Task requirements >> Which of the lines below contain the string "album"? Copy each one.

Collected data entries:
------------

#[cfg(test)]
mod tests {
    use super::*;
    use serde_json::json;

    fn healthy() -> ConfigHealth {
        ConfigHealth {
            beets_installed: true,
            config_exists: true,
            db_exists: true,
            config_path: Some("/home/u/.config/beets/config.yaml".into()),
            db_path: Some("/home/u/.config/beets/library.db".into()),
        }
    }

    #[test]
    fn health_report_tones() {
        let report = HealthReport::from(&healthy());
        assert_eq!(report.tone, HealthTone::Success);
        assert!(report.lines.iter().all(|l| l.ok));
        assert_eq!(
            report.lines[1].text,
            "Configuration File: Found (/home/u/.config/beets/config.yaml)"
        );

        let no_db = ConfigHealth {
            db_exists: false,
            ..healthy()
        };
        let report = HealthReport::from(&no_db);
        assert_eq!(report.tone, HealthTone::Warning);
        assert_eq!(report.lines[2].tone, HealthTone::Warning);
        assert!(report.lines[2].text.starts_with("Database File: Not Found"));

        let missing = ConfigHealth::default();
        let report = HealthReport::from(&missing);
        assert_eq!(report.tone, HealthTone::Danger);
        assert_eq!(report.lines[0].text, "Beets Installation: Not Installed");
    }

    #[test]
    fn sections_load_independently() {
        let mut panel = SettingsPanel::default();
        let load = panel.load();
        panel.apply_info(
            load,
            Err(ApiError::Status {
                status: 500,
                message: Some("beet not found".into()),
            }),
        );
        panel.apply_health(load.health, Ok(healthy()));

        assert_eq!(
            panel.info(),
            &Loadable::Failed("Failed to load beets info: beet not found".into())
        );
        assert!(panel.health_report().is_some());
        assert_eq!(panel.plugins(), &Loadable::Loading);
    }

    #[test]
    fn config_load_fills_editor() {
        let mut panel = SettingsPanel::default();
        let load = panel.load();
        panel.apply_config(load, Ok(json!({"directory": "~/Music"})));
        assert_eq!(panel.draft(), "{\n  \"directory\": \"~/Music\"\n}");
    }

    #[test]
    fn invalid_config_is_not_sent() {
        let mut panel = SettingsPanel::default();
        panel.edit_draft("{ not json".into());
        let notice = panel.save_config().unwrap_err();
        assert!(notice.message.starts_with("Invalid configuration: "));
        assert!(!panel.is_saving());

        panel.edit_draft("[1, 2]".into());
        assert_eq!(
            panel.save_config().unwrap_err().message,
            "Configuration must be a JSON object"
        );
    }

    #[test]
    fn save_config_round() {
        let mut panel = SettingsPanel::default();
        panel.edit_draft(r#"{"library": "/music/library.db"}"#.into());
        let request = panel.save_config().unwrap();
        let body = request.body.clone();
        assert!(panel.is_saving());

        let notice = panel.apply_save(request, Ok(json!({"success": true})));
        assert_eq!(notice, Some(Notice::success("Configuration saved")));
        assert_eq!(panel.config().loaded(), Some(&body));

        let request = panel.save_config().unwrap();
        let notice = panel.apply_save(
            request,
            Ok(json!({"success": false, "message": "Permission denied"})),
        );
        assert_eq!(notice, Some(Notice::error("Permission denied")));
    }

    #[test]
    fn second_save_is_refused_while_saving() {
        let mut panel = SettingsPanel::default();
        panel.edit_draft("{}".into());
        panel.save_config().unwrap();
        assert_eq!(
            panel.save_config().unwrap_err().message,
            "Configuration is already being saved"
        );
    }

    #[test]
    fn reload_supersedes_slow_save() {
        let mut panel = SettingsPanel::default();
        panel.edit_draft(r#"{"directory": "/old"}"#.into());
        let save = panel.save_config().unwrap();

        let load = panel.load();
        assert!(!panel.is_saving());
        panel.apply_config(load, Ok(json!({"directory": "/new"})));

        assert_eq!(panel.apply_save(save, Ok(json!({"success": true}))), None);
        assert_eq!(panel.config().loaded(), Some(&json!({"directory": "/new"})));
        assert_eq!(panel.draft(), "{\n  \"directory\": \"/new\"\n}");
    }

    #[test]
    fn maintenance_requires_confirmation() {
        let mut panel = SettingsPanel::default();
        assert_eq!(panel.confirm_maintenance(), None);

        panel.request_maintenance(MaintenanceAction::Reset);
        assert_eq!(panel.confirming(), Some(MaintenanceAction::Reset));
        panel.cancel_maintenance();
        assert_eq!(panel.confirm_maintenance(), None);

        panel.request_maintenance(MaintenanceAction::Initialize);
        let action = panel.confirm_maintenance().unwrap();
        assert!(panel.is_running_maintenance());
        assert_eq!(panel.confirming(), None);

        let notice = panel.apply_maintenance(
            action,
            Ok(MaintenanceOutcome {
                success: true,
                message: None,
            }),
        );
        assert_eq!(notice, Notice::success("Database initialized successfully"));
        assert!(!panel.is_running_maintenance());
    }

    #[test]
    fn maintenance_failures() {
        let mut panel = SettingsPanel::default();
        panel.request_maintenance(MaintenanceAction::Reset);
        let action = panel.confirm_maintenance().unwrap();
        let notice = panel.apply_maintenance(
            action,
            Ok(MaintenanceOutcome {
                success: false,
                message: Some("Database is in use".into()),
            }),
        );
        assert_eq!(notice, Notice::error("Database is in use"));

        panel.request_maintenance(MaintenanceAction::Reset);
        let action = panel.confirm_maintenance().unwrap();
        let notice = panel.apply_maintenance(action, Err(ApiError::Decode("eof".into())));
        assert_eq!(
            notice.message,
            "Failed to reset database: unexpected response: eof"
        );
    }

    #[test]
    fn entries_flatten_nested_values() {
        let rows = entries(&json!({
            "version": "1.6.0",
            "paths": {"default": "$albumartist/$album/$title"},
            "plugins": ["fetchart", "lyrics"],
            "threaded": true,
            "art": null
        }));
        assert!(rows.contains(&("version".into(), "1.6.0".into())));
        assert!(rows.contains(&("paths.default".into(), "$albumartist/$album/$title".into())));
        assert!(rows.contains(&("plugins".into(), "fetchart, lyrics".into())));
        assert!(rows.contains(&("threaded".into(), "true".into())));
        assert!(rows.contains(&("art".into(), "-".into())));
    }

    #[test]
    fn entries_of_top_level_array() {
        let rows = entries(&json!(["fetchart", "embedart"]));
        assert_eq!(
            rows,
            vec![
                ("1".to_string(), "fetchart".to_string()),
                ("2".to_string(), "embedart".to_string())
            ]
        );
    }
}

------------

Your solution >>
            "paths": {"default": "$albumartist/$album/$title"},
        assert!(rows.contains(&("paths.default".into(), "$albumartist/$album/$title".into())));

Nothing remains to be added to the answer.